The House balked on this, feeling that this solution just kicked the can down the street a bit (apparently, the House had reached some sort of compromise earlier which would have extended the tax cut for all of 2012).
It seems like the House Republicans wanted a bigger deal, and incorporating more cuts in government spending (which plays well with their base).
When they didn’t get that, they grandstanded at first, until they realized that they weren’t going to win public opinion on the issue, and were being portrayed as being about to raise taxes (a kiss-of-death issue for Republicans).
Good point. And, they fight anything that could possibly make Obama look good, because they desperately don’t want to give him a single bit of positive news he can use in his re-election.
Not only do they fight anything that might make Obama look good, they don’t seem to get the idea that fighting some of those things will make them look very, very bad. :smack:
Why, its the uncertainty, don’t you know? America’s small business owners and job creators cannot be sure of the tax situation in the foreseeable future, they writhe on the tenterhooks of uncertainty! This is why they don’t hire! Sure, the lack of customers is a factor, but the overwhelming burden of uncertainty - clearly, Obama’s fault!
For non-Americans who might not be familiar with US taxes:
The payroll tax (FICA) funds Social Security. Employers and employees both pay 6.2% of the employee’s wages in FICA, on the first $110,100 (the idea was originally to set the bar at the 90th percentile, but I believe it’s fallen a bit lower over the years). Payroll taxes don’t get all those nice deductions that the federal income tax gets. Consequently, at the lower end of the income scale, FICA makes up a bigger tax bite than the income tax. When people discuss the “lucky duckies,” the 47% of the country who don’t pay income tax, they aren’t talking about FICA. FICA hits a lot more people than the income tax. The wealthy, on the other hand, pay very little as a percentage of their income in FICA.
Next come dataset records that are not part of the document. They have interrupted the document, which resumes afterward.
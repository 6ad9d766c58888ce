//! End-to-end pipeline tests over a synthetic wide dataset.

use approx::assert_relative_eq;
use sieve::data::{CsvTextSource, DataSource, RawTable};
use sieve::optimizer::{Infeasibility, Objective, OptimizerConfig, OptimizerError};
use sieve::output::{ExportFormat, Exporter, PerformanceExport, WeightsExport};
use sieve::{Pipeline, PipelineConfig, PipelineError, Universe, UniverseFilter};

const N_DATES: usize = 28;

struct Asset {
    ticker: &'static str,
    sector: &'static str,
    exchange: &'static str,
    cap: &'static str,
    drift: f64,
    amp: f64,
    phase: f64,
    gaps: &'static [usize],
}

const ASSETS: &[Asset] = &[
    Asset { ticker: "AAPL", sector: "Technology", exchange: "NASDAQ", cap: "3000000000000", drift: 0.0012, amp: 0.012, phase: 0.0, gaps: &[] },
    Asset { ticker: "MSFT", sector: "Technology", exchange: "NASDAQ", cap: "2800000000000", drift: 0.0010, amp: 0.010, phase: 1.1, gaps: &[7] },
    Asset { ticker: "NVDA", sector: "Technology", exchange: "NASDAQ", cap: "1200000000000", drift: 0.0020, amp: 0.025, phase: 2.3, gaps: &[] },
    Asset { ticker: "XOM", sector: "Energy", exchange: "NYSE", cap: "450000000000", drift: 0.0004, amp: 0.011, phase: 3.7, gaps: &[] },
    Asset { ticker: "CVX", sector: "Energy", exchange: "NYSE", cap: "300000000000", drift: 0.0003, amp: 0.013, phase: 0.6, gaps: &[0] },
    Asset { ticker: "JNJ", sector: "Health Care", exchange: "NYSE", cap: "380000000000", drift: 0.0002, amp: 0.006, phase: 4.4, gaps: &[] },
    Asset { ticker: "PFE", sector: "Health Care", exchange: "NYSE", cap: "160000000000", drift: -0.0001, amp: 0.009, phase: 5.2, gaps: &[] },
    Asset { ticker: "GAPS", sector: "Technology", exchange: "NASDAQ", cap: "50000000000", drift: 0.0015, amp: 0.015, phase: 1.9, gaps: &[3, 4, 5, 6, 9, 11] },
    Asset { ticker: "TINY", sector: "Energy", exchange: "NYSE", cap: "400000000", drift: 0.0030, amp: 0.030, phase: 2.8, gaps: &[] },
    Asset { ticker: "NEE", sector: "Utilities", exchange: "NYSE", cap: "140000000000", drift: 0.0001, amp: 0.005, phase: 3.3, gaps: &[] },
    Asset { ticker: "SPY", sector: "ETF", exchange: "NYSE", cap: "", drift: 0.0006, amp: 0.007, phase: 0.9, gaps: &[] },
];

fn prices(asset: &Asset) -> Vec<f64> {
    let mut price = 100.0;
    (0..N_DATES)
        .map(|t| {
            if t > 0 {
                price *= 1.0 + asset.drift + asset.amp * ((t as f64) * 0.9 + asset.phase).sin();
            }
            price
        })
        .collect()
}

fn dataset() -> String {
    let mut csv = String::from("Ticker,Company,Sector,Exchange,Marketcap");
    for day in 1..=N_DATES {
        csv.push_str(&format!(",2024-01-{day:02}"));
    }
    csv.push('\n');
    for asset in ASSETS {
        csv.push_str(&format!(
            "{},{} Inc,{},{},{}",
            asset.ticker, asset.ticker, asset.sector, asset.exchange, asset.cap
        ));
        for (t, p) in prices(asset).into_iter().enumerate() {
            if asset.gaps.contains(&t) {
                csv.push(',');
            } else {
                csv.push_str(&format!(",{p:.4}"));
            }
        }
        csv.push('\n');
    }
    csv
}

fn config() -> PipelineConfig {
    PipelineConfig {
        universe: UniverseFilter::new()
            .with_sectors(["Technology", "Energy", "Health Care"])
            .with_min_market_cap_billions(1.0),
        optimizer: OptimizerConfig {
            max_weight: 0.4,
            max_holdings: 5,
            ..Default::default()
        },
        ..Default::default()
    }
}

#[test]
fn test_screen_optimize_export_backtest() {
    let source = CsvTextSource::new("synthetic", dataset());
    let pipeline = Pipeline::new(config());
    let table = pipeline.load(&source).unwrap();

    let run = pipeline.optimize(&table).unwrap();

    // TINY fails the cap threshold, NEE the sector, SPY both; GAPS is dropped
    // for missing data.
    let candidates = run.screened.prices.tickers();
    assert_eq!(candidates, ["AAPL", "MSFT", "NVDA", "XOM", "CVX", "JNJ", "PFE"]);
    assert_eq!(run.screened.universe.size(), 8);
    // The MSFT and CVX gaps remove two dates for every candidate.
    assert_eq!(run.screened.prices.n_dates(), N_DATES - 2);
    assert!(run.screened.prices.values().iter().all(|p| p.is_finite()));

    let weights = &run.optimization.weights;
    assert_relative_eq!(weights.total(), 1.0, epsilon = 1e-6);
    assert!(weights.active_count() <= 5);
    for (ticker, w) in weights.entries() {
        assert!(*w <= 0.4 + 1e-9, "{ticker} weight {w}");
        assert!(*w >= 0.0);
        assert!(candidates.contains(ticker));
    }
    assert_eq!(run.optimization.objective, Objective::MaxSharpe);

    let dir = tempfile::tempdir().unwrap();
    let path = dir.path().join("portfolio.csv");
    run.weights_export()
        .export_to_file(&path, ExportFormat::Csv)
        .unwrap();
    let imported = WeightsExport::read_file(&path).unwrap();
    assert_eq!(imported.sectors().get("XOM").is_some(), weights.get("XOM").is_some());
    let reloaded = imported.to_weight_vector().unwrap();
    assert_eq!(&reloaded, weights);

    let backtest = pipeline.backtest(&table, &reloaded).unwrap();
    let series = &backtest.report.series;
    assert_eq!(series.len(), backtest.prices.n_dates());
    assert!(series.len() >= N_DATES - 2);
    assert_relative_eq!(series.portfolio()[0], 1.0);
    assert_relative_eq!(series.benchmark()[0], 1.0);
    assert_eq!(backtest.benchmark.ticker(), "SPY");
    assert!(backtest.report.alpha.is_finite());

    let first = series.dates()[0];
    let last = series.dates()[series.len() - 1];
    let spy = &backtest.benchmark;
    assert_relative_eq!(
        backtest.report.benchmark.total_return,
        spy.get(last).unwrap() / spy.get(first).unwrap() - 1.0,
        epsilon = 1e-12
    );

    let csv = PerformanceExport::new(&backtest.report)
        .export_to_string(ExportFormat::Csv)
        .unwrap();
    let mut lines = csv.lines();
    assert_eq!(lines.next(), Some("Date,Portfolio,Benchmark"));
    assert_eq!(lines.next(), Some(format!("{first},1,1").as_str()));
    assert_eq!(csv.lines().count(), series.len() + 1);
}

#[test]
fn test_min_risk_prefers_low_volatility() {
    let pipeline = Pipeline::new(PipelineConfig {
        optimizer: OptimizerConfig {
            objective: Objective::MinRisk,
            max_weight: 0.4,
            max_holdings: 5,
            ..Default::default()
        },
        ..config()
    });
    let table = RawTable::from_csv_str(&dataset()).unwrap();
    let run = pipeline.optimize(&table).unwrap();

    let weights = &run.optimization.weights;
    assert_relative_eq!(weights.total(), 1.0, epsilon = 1e-6);
    assert!(weights.get("JNJ").unwrap_or(0.0) > weights.get("NVDA").unwrap_or(0.0));
}

#[test]
fn test_empty_universe() {
    let pipeline = Pipeline::new(PipelineConfig {
        universe: UniverseFilter::new().with_sectors(["Materials"]),
        ..config()
    });
    let source = CsvTextSource::new("synthetic", dataset());
    let err = pipeline.run(&source).unwrap_err();
    assert!(matches!(err, PipelineError::EmptyUniverse { .. }));
}

#[test]
fn test_infeasible_constraints_are_reported() {
    let pipeline = Pipeline::new(PipelineConfig {
        optimizer: OptimizerConfig {
            max_weight: 0.2,
            max_holdings: 3,
            ..Default::default()
        },
        ..config()
    });
    let source = CsvTextSource::new("synthetic", dataset());
    let err = pipeline.run(&source).unwrap_err();
    assert!(matches!(
        err,
        PipelineError::Optimizer(OptimizerError::Infeasible(Infeasibility::CapTooLow { .. }))
    ));
}

#[test]
fn test_backtest_of_hand_written_weights() {
    let table = CsvTextSource::new("synthetic", dataset()).load().unwrap();
    let weights = WeightsExport::from_csv_str("Ticker,Weight\nNEE,0.5\nGAPS,0.5\n")
        .unwrap()
        .to_weight_vector()
        .unwrap();

    // GAPS exceeds the missing threshold, so it cannot be priced.
    let err = Pipeline::new(config()).backtest(&table, &weights).unwrap_err();
    assert!(err.to_string().contains("GAPS"));

    let weights = WeightsExport::from_csv_str("Ticker,Weight\nNEE,0.5\nXOM,0.5\n")
        .unwrap()
        .to_weight_vector()
        .unwrap();
    let run = Pipeline::new(config()).backtest(&table, &weights).unwrap();
    assert_eq!(run.sectors.get("NEE"), Some("Utilities"));
    assert_eq!(run.report.series.len(), N_DATES);
}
As mentioned, Congress provided “stimulus” in the form of a cut in the payroll tax rate to 4.2%, using (largely borrowed) money from the general fund to pay Social Security instead. I believe this was part of the compromise that Congress reached in the lame-duck session at the end of 2010. It replaced a previous stimulus measure, the Making Work Pay Tax Credit, which was a simple $400 tax credit for most middle-class and lower taxpayers that expired at the end of 2010.
FICA is also regressive, thanks to the cap slightly above $100,000. The only time I’ve never paid FICA was when I was receiving a stipend in graduate school and was taking a full-time load (9 credits). Two percent is nice, but 6.2% for 8 or 9 months is a ton of money when your total pay for a year is about 20k.
The FICA tax is capped because while the amount of Social Security benefits that you get is based on the salary that you made, that amount is capped as well. At some point, you will get taxed more over your lifetime than you could ever possibly get back no matter how long you live. Social Security is supposed to be a forced savings plan that earns interest.
I suspect he’s saying that the thought that businesses will hold off on hiring people because they don’t know if the the FICA tax cut will or will not remain is pretty ludicrous. Consider that the difference between what an employer will have to pay on an individual worker is no more than $2,222 (and, for a worker making, say, $50K a year, it’s $1,000)…I just have a very hard time believing that it’s going to have a significant impact on hiring decisions.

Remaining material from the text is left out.